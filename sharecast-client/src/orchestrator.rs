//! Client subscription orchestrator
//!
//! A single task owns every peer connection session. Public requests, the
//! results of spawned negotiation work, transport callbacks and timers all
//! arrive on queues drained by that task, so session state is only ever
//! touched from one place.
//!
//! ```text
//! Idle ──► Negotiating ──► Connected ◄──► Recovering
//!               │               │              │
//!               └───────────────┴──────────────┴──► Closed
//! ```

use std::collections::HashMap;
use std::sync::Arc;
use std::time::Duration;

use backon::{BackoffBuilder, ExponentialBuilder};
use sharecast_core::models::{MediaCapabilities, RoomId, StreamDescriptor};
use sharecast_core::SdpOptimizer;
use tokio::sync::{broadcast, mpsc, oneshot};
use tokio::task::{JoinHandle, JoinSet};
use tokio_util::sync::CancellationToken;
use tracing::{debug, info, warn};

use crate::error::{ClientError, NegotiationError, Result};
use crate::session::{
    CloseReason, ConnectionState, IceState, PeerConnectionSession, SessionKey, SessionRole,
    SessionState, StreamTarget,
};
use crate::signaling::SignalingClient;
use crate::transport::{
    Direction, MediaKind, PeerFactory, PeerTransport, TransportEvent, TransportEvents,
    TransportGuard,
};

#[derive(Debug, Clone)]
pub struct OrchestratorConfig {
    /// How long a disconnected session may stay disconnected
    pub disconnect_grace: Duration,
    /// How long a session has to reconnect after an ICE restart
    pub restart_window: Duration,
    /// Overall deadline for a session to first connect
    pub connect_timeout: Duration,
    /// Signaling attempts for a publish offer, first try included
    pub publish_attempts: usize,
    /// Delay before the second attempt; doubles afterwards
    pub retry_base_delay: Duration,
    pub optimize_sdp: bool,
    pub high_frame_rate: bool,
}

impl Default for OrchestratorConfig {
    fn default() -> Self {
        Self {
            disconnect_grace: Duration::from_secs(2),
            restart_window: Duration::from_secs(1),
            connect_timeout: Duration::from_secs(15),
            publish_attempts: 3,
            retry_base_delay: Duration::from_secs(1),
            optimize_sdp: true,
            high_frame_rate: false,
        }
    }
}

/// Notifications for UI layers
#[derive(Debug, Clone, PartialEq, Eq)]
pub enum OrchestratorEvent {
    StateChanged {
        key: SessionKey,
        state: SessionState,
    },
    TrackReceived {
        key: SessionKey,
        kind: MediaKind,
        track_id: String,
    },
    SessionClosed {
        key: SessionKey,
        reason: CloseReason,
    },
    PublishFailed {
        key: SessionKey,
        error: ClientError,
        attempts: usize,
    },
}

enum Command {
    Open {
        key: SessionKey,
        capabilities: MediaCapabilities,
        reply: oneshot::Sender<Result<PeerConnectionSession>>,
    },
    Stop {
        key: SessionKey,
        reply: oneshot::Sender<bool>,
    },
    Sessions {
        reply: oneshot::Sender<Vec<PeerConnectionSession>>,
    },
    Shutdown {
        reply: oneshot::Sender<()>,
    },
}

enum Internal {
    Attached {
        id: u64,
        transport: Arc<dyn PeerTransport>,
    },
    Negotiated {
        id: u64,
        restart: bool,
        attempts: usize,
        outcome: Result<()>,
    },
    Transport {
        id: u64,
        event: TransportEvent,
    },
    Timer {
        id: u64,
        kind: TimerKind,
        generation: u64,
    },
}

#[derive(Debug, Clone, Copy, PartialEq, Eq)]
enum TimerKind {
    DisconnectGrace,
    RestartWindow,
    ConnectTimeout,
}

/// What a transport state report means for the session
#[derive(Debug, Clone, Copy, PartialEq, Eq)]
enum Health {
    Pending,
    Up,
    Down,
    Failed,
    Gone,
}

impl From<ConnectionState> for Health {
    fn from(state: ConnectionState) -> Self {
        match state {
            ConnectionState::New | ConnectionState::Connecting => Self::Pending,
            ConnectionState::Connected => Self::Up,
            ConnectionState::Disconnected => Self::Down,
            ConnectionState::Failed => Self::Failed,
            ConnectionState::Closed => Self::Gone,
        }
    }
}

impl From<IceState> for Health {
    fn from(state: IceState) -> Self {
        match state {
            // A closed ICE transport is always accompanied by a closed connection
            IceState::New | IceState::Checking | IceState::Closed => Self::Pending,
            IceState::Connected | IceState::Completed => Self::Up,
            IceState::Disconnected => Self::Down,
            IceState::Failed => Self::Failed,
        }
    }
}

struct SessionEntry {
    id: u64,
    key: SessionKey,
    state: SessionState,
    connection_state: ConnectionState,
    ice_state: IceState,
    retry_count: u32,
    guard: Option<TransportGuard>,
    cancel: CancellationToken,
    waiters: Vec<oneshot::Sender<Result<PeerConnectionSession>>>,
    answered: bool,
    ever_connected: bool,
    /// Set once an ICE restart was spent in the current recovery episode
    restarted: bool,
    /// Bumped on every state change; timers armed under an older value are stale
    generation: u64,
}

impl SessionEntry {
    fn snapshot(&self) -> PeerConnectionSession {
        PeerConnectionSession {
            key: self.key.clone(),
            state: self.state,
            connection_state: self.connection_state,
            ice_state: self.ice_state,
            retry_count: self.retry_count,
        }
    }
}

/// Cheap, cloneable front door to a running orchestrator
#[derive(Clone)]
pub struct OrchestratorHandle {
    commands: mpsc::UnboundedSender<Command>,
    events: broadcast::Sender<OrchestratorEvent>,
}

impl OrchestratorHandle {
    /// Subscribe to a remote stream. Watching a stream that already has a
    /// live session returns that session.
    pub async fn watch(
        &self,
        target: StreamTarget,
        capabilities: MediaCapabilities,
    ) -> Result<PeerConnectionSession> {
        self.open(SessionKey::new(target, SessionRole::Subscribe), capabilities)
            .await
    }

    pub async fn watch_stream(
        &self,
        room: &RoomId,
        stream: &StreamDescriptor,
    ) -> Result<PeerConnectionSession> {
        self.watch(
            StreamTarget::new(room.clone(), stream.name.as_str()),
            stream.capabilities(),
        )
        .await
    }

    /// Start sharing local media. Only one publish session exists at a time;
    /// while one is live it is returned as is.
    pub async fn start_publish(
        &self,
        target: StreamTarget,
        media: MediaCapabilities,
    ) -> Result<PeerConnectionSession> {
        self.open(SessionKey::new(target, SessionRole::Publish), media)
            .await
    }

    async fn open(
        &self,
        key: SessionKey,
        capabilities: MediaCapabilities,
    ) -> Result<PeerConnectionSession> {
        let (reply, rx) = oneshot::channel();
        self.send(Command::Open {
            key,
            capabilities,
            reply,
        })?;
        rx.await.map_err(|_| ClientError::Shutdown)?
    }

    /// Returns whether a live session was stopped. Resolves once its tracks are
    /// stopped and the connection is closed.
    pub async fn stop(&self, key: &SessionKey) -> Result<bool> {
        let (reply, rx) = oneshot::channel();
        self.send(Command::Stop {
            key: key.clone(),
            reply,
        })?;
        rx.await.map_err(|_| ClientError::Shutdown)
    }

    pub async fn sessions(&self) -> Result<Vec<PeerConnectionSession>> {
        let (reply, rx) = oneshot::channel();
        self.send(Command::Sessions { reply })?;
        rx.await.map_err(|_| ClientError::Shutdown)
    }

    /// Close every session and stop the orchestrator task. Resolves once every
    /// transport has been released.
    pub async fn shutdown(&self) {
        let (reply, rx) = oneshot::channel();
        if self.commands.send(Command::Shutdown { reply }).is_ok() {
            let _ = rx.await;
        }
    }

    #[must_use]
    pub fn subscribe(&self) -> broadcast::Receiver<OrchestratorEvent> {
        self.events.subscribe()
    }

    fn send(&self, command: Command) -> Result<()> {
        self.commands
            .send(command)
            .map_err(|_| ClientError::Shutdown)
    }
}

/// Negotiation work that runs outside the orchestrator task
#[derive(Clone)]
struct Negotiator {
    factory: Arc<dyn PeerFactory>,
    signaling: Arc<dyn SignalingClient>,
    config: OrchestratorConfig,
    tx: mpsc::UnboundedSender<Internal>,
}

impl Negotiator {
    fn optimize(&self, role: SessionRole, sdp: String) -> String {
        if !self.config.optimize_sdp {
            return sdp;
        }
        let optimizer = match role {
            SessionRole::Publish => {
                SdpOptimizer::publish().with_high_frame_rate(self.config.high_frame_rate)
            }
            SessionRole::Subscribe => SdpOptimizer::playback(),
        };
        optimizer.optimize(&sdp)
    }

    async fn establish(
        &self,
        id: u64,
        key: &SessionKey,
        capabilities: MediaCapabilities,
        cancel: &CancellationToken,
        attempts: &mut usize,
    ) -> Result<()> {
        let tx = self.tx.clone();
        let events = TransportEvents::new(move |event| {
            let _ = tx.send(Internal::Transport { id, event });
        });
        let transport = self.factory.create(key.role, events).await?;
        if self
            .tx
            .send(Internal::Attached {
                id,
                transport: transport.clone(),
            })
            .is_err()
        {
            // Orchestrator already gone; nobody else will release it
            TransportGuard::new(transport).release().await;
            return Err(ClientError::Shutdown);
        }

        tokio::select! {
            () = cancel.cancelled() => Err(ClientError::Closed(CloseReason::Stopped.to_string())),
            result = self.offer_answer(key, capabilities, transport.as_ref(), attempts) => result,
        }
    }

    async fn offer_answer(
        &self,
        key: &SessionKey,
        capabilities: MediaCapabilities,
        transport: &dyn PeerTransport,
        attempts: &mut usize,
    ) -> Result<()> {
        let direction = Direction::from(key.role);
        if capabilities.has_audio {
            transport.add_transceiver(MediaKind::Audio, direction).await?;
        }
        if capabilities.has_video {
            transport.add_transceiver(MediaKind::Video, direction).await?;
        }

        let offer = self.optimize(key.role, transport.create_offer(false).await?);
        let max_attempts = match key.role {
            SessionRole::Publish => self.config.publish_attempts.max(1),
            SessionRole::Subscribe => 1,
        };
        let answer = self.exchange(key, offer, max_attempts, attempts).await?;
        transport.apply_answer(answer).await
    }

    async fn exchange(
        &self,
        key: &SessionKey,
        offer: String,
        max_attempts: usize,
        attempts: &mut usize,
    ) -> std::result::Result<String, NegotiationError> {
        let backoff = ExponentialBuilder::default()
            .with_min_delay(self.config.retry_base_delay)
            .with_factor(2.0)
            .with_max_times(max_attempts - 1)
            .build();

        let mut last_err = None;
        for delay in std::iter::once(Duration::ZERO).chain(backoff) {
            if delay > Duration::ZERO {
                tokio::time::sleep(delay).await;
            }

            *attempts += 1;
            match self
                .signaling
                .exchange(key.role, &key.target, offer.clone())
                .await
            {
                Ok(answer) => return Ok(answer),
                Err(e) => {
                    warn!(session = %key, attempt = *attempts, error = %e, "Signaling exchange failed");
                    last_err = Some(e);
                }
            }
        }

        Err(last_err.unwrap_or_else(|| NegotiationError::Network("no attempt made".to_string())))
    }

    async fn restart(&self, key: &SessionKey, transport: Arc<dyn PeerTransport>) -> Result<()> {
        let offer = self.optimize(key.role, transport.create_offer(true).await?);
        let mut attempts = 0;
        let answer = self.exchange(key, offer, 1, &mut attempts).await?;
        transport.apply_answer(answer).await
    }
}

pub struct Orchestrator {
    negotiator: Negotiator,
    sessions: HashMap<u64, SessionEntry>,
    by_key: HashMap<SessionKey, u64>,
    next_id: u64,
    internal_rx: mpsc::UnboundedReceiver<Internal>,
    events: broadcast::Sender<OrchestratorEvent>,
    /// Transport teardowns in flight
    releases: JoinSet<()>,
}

-- Problem to solve --
Across the entries, how many lines hold the word "once"? Say only the number.

-- Output of the exercise --
4